→ DESCRIPTION OF THE TASK: Filter the records below for the word "bool". Keep each line that has it.

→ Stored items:
******

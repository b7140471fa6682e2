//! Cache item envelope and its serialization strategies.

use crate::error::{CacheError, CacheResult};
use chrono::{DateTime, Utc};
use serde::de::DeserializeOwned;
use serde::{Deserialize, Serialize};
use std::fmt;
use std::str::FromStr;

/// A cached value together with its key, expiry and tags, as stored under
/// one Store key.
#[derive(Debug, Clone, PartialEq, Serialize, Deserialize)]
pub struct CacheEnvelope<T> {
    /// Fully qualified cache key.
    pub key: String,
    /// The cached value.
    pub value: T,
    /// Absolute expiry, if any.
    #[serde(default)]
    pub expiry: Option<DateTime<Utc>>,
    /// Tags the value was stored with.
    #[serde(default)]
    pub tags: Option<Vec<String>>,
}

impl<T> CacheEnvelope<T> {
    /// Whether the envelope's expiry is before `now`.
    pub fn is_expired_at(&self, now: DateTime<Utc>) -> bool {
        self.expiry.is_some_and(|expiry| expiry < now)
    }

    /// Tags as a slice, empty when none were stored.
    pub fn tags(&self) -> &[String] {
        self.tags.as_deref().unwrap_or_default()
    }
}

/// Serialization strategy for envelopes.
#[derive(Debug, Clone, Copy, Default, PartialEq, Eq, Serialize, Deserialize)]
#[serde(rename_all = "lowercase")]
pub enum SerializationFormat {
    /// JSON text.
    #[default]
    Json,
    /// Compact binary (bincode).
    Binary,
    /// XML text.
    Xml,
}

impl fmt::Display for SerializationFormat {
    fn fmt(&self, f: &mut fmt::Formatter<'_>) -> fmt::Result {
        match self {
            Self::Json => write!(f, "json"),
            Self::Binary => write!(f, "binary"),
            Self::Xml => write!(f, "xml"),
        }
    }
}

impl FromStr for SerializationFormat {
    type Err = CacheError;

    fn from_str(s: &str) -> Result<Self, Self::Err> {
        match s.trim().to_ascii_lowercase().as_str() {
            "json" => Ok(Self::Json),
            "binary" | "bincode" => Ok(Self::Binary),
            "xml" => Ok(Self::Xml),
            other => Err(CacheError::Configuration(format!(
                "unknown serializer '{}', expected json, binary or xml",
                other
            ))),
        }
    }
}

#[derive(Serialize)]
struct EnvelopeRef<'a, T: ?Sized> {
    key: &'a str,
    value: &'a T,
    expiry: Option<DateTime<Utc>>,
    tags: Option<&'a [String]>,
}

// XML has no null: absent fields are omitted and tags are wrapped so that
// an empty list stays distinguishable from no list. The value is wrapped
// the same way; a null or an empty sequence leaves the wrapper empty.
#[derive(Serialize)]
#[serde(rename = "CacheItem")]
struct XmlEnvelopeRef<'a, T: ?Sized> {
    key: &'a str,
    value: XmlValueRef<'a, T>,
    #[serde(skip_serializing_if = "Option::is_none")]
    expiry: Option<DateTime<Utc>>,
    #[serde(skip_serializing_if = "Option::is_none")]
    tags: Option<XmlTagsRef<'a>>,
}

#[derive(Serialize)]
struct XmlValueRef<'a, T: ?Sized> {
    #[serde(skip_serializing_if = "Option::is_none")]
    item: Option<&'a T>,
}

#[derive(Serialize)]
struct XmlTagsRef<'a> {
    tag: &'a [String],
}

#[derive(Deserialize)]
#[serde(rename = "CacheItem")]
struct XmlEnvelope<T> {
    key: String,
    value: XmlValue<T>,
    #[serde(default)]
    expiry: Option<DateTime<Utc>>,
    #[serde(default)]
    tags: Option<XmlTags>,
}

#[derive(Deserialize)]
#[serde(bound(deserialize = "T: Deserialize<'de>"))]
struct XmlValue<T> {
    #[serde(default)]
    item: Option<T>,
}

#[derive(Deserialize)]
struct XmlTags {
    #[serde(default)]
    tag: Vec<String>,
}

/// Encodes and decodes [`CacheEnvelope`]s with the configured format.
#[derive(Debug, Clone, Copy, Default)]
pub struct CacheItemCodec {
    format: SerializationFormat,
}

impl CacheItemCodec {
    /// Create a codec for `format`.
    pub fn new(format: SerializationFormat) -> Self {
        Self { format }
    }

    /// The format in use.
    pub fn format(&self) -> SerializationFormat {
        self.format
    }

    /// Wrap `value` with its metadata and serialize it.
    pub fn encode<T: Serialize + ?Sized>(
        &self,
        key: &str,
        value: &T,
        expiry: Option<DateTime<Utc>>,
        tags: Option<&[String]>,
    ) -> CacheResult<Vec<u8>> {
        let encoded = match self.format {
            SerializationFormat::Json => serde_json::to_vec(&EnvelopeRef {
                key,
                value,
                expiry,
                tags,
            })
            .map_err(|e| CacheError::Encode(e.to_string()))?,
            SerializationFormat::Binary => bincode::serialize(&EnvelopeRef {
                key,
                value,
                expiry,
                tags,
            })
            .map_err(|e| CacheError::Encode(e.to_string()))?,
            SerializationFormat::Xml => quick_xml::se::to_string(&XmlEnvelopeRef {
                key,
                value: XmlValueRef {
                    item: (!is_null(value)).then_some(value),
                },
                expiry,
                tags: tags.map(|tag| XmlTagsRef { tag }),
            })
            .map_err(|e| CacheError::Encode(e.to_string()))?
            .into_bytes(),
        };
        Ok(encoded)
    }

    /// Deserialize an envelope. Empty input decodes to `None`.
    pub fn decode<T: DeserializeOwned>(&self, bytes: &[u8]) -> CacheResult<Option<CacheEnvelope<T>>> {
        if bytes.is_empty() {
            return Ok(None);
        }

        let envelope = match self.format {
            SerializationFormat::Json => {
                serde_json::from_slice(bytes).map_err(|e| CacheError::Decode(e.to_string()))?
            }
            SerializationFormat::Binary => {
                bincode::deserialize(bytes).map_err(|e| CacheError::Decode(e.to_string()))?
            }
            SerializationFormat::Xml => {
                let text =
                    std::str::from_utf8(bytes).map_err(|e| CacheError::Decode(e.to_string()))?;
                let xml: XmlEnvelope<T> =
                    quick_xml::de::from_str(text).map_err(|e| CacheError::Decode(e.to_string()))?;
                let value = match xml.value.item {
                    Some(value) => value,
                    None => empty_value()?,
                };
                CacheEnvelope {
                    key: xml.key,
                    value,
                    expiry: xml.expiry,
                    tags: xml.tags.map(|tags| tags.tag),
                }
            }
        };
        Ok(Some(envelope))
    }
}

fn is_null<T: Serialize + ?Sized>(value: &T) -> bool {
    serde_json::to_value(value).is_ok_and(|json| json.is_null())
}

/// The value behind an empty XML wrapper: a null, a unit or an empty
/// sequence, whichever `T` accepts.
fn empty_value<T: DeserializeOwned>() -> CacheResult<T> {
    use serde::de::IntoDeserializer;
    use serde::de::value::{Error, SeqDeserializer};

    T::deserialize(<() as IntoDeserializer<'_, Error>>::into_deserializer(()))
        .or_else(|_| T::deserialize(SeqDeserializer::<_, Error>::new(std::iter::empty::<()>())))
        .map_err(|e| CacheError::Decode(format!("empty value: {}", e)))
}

******

→ THE ANSWER:
    pub fn is_expired_at(&self, now: DateTime<Utc>) -> bool {
fn is_null<T: Serialize + ?Sized>(value: &T) -> bool {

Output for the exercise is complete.